Lider, parti ve aday meselelerine gelince:
Lider dendiğinde iki isim öne çıkıyor…
Öncelikle ve elbette, açık ara Sayın Recep Tayyip Erdoğan.
Karizması tartışmasız, kitleyle çok özel bağı ve muhabbeti var, etkili, belirleyici…
İkinci önemli lider olarak Sayın Devlet Bahçeli’yi işaret edebiliriz, o da “geleneklerine” bağlı tabanı ve “taban dışındaki bir kitleyi” önemli ölçüde yönlendirebilecek bir lider.
Etkinliği var ve ustalıklı manevralarla dikkat çekiyor.
Bu iki lider dışında, seçim sonuçlarını partisi açısından olumlu yönde etkileyebilecek çapta bir isim göremiyorum.
Onun için “Lider” avantajı daha çok AK Parti’ye ve biraz da MHP’ye yarar.
Partili kimliğini önceleyenler açısından baktığımızdaysa; AK Parti, MHP ve CHP’liler için önem kazanıyor meselenin bu yanı.
Her üç partinin de “Aday kim olursa olsun oyum aynı yere” diyecek önemli oranda destekçisi var.
Aday meselesi de yer yer çok öne çıkar elbette, adı üstünde yerel seçim.
Kimi adaylar tek başına seçim kazandırabilecek ya da kaybettirebilecek kadar mühim olabilir.
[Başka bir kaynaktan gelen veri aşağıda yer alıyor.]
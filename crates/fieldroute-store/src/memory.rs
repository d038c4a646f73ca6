//! In-memory key-value store for development and testing.
//!
//! Uses `RwLock::unwrap()` intentionally. Lock poisoning only occurs when
//! another thread panicked while holding the lock, which is an unrecoverable
//! state. Use the file store for state that must survive a restart.

use fieldroute_core::error::Result;
use fieldroute_core::ports::KeyValueStore;
use std::collections::HashMap;
use std::sync::{Arc, RwLock};

/// In-memory implementation of KeyValueStore
///
/// Clones share the same map, so a clone handed to one component sees writes
/// made through another.
#[derive(Debug, Clone, Default)]
pub struct MemoryKeyValueStore {
    entries: Arc<RwLock<HashMap<String, String>>>,
}

impl MemoryKeyValueStore {
    pub fn new() -> Self {
        Self::default()
    }

    /// Number of stored keys
    pub fn len(&self) -> usize {
        self.entries.read().unwrap().len()
    }

    pub fn is_empty(&self) -> bool {
        self.len() == 0
    }
}

impl KeyValueStore for MemoryKeyValueStore {
    fn get(&self, key: &str) -> Result<Option<String>> {
        Ok(self.entries.read().unwrap().get(key).cloned())
    }

    fn set(&self, key: &str, value: &str) -> Result<()> {
        self.entries.write().unwrap().insert(key.to_string(), value.to_string());
        Ok(())
    }

    fn remove(&self, key: &str) -> Result<()> {
        self.entries.write().unwrap().remove(key);
        Ok(())
    }
}
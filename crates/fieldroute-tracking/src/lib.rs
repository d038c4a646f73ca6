//! Fieldroute Tracking - Device position and site check-in state
//!
//! The geolocation provider wraps a `LocationSource` with one-shot and watch
//! modes. The check-in machine tracks the open visit for each worker and
//! crew category and persists it through a `KeyValueStore`.

pub mod check_in;
pub mod geolocation;

pub use check_in::{format_elapsed_ms, CheckInMachine, WorkerCheckIns};
pub use geolocation::GeolocationProvider;
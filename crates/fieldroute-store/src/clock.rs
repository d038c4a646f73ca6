use chrono::{DateTime, Duration, Utc};
use fieldroute_core::ports::Clock;
use std::sync::{Arc, Mutex};

/// Clock that only moves when told to, shared across clones
#[derive(Debug, Clone)]
pub struct ManualClock {
    now: Arc<Mutex<DateTime<Utc>>>,
}

impl ManualClock {
    pub fn new(start: DateTime<Utc>) -> Self {
        Self { now: Arc::new(Mutex::new(start)) }
    }

    pub fn set(&self, now: DateTime<Utc>) {
        *self.now.lock().unwrap() = now;
    }

    pub fn advance(&self, by: Duration) {
        let mut now = self.now.lock().unwrap();
        *now += by;
    }
}

impl Clock for ManualClock {
    fn now(&self) -> DateTime<Utc> {
        *self.now.lock().unwrap()
    }
}

#[cfg(test)]
mod tests {
    use super::*;
    use chrono::TimeZone;

    #[test]
    fn test_advance() {
        let start = Utc.with_ymd_and_hms(2026, 1, 12, 4, 0, 0).unwrap();
        let clock = ManualClock::new(start);
        let shared = clock.clone();

        clock.advance(Duration::seconds(90));

        assert_eq!(shared.now(), start + Duration::seconds(90));
        assert_eq!(shared.now_epoch_ms(), start.timestamp_millis() + 90_000);
    }
}
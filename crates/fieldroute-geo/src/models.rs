//! Geometry models for fieldroute-geo.
//!
//! This module re-exports canonical types from `fieldroute-core` and provides
//! conversions to and from the `geo` crate.

use geo::Point;

// Re-export canonical types from fieldroute-core
pub use fieldroute_core::models::{
    Coordinate, Position, PriorityTier, RouteBounds, RouteProgress, RouteStop, Site, SiteId,
};

/// Convert a coordinate to a geo::Point (x = longitude, y = latitude)
pub fn to_geo_point(coordinate: Coordinate) -> Point {
    Point::new(coordinate.longitude, coordinate.latitude)
}

/// Convert a geo::Point back to a coordinate
pub fn from_geo_point(point: Point) -> Coordinate {
    Coordinate::new(point.y(), point.x())
}
//! Check-out command implementation

use super::{open_store, visit_position};
use crate::cli::CheckOutArgs;
use crate::output::OutputWriter;
use crate::output_types::CheckOutOutput;
use anyhow::Result;
use fieldroute_core::config::LayeredConfig;
use fieldroute_core::models::WorkCategory;
use fieldroute_core::ports::SystemClock;
use fieldroute_tracking::{format_elapsed_ms, CheckInMachine};
use std::sync::Arc;

pub async fn execute(args: CheckOutArgs, config: &LayeredConfig, output: &OutputWriter) -> Result<()> {
    let category: WorkCategory = args.crew.into();
    let position = visit_position(&args.position, config).await?;

    let mut machine =
        CheckInMachine::load(&args.worker, category, open_store(config)?, Arc::new(SystemClock));
    let visit = machine.check_out(position.as_ref());

    if output.is_json() {
        output.result(CheckOutOutput {
            worker: args.worker,
            crew: category.to_string(),
            visit,
        })?;
        return Ok(());
    }

    match visit {
        Some(visit) => {
            output.success(format!("Checked out of {}", visit.site_name));
            output.kv("Crew", category);
            output.kv("Time On Site", format_elapsed_ms(visit.duration_ms));
            output.kv("Checked In", visit.checked_in_at.format("%Y-%m-%d %H:%M:%S UTC"));
            output.kv("Checked Out", visit.checked_out_at.format("%Y-%m-%d %H:%M:%S UTC"));
        }
        None => {
            output.info(format!("The {} crew was not checked in", category));
        }
    }

    Ok(())
}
“Sızma”lara dikkat etmek şart…
İzahtan vareste.
***
ADAYLAR VE BAGAJLAR…
Alacağı sonuçların ülkenin geleceğini birinci derecede etkilemesi beklenen, hiç şüphesiz iktidar partisidir.
AK Parti’nin özellikle İstanbul ve Ankara’da nasıl sonuçlar elde edeceği, Türkiye’nin yakın geleceğine dair önemli işaretler verecektir.
Kamuoyunun dikkatleri daha ziyade “büyükşehir adaylıkları” konusuna odaklanmışsa da, “ilçe adayları”nın kimlikleri de büyükşehirlerden çıkacak sonuçları önemli ölçüde etkileyecektir.
AK Parti’nin “kalesi” olarak nitelendirilen bazı önemli ilçelerde epeyce zorlandığını gördük.
Her bir ilçenin kazanılmasının veya kaybedilmesinin yanı sıra, nasıl kazanılacağı ve nasıl kaybedileceği de önemli olacaktır.
Aday adaylarından bazılarının görünmeyen, gösterilmeyen “sakıncaları”nın seçim atmosferinde ortaya çıkması, “hata” yapan partileri hayli zorlar elbet.
O adayların “bagajları” partilerin ve liderlerin de bagajları haline gelir…
O “bagajların” sandığa kadar mecburen taşınması gerekir ki, içinde bulunduğumuz “fitne” atmosferinde böyle durumların meydana gelmemesi özellikle önem taşımaktadır.
Birçok seçim bölgesinde birçok adayın tespit edileceği bir süreçte “geneli” ifade eden değerlendirmelerde bulunmak imkânsız.
“Genel”i ifade eden ve kesinlik arz eden tek gerçek: "ekonomiye dair yoğun tartışmalarla" geçirdiğimiz bu süreçte “aile ekonomisi”ne negatif veya pozitif yönlü yansımaların neticeleri çok daha fazla olacaktır.
Milyonlarca aile seçime “görece rahat” bütçelerle girerse, iktidar büyük avantaj sağlar.
Bu her vakit böyleydi, şimdi biraz daha fazla böyle.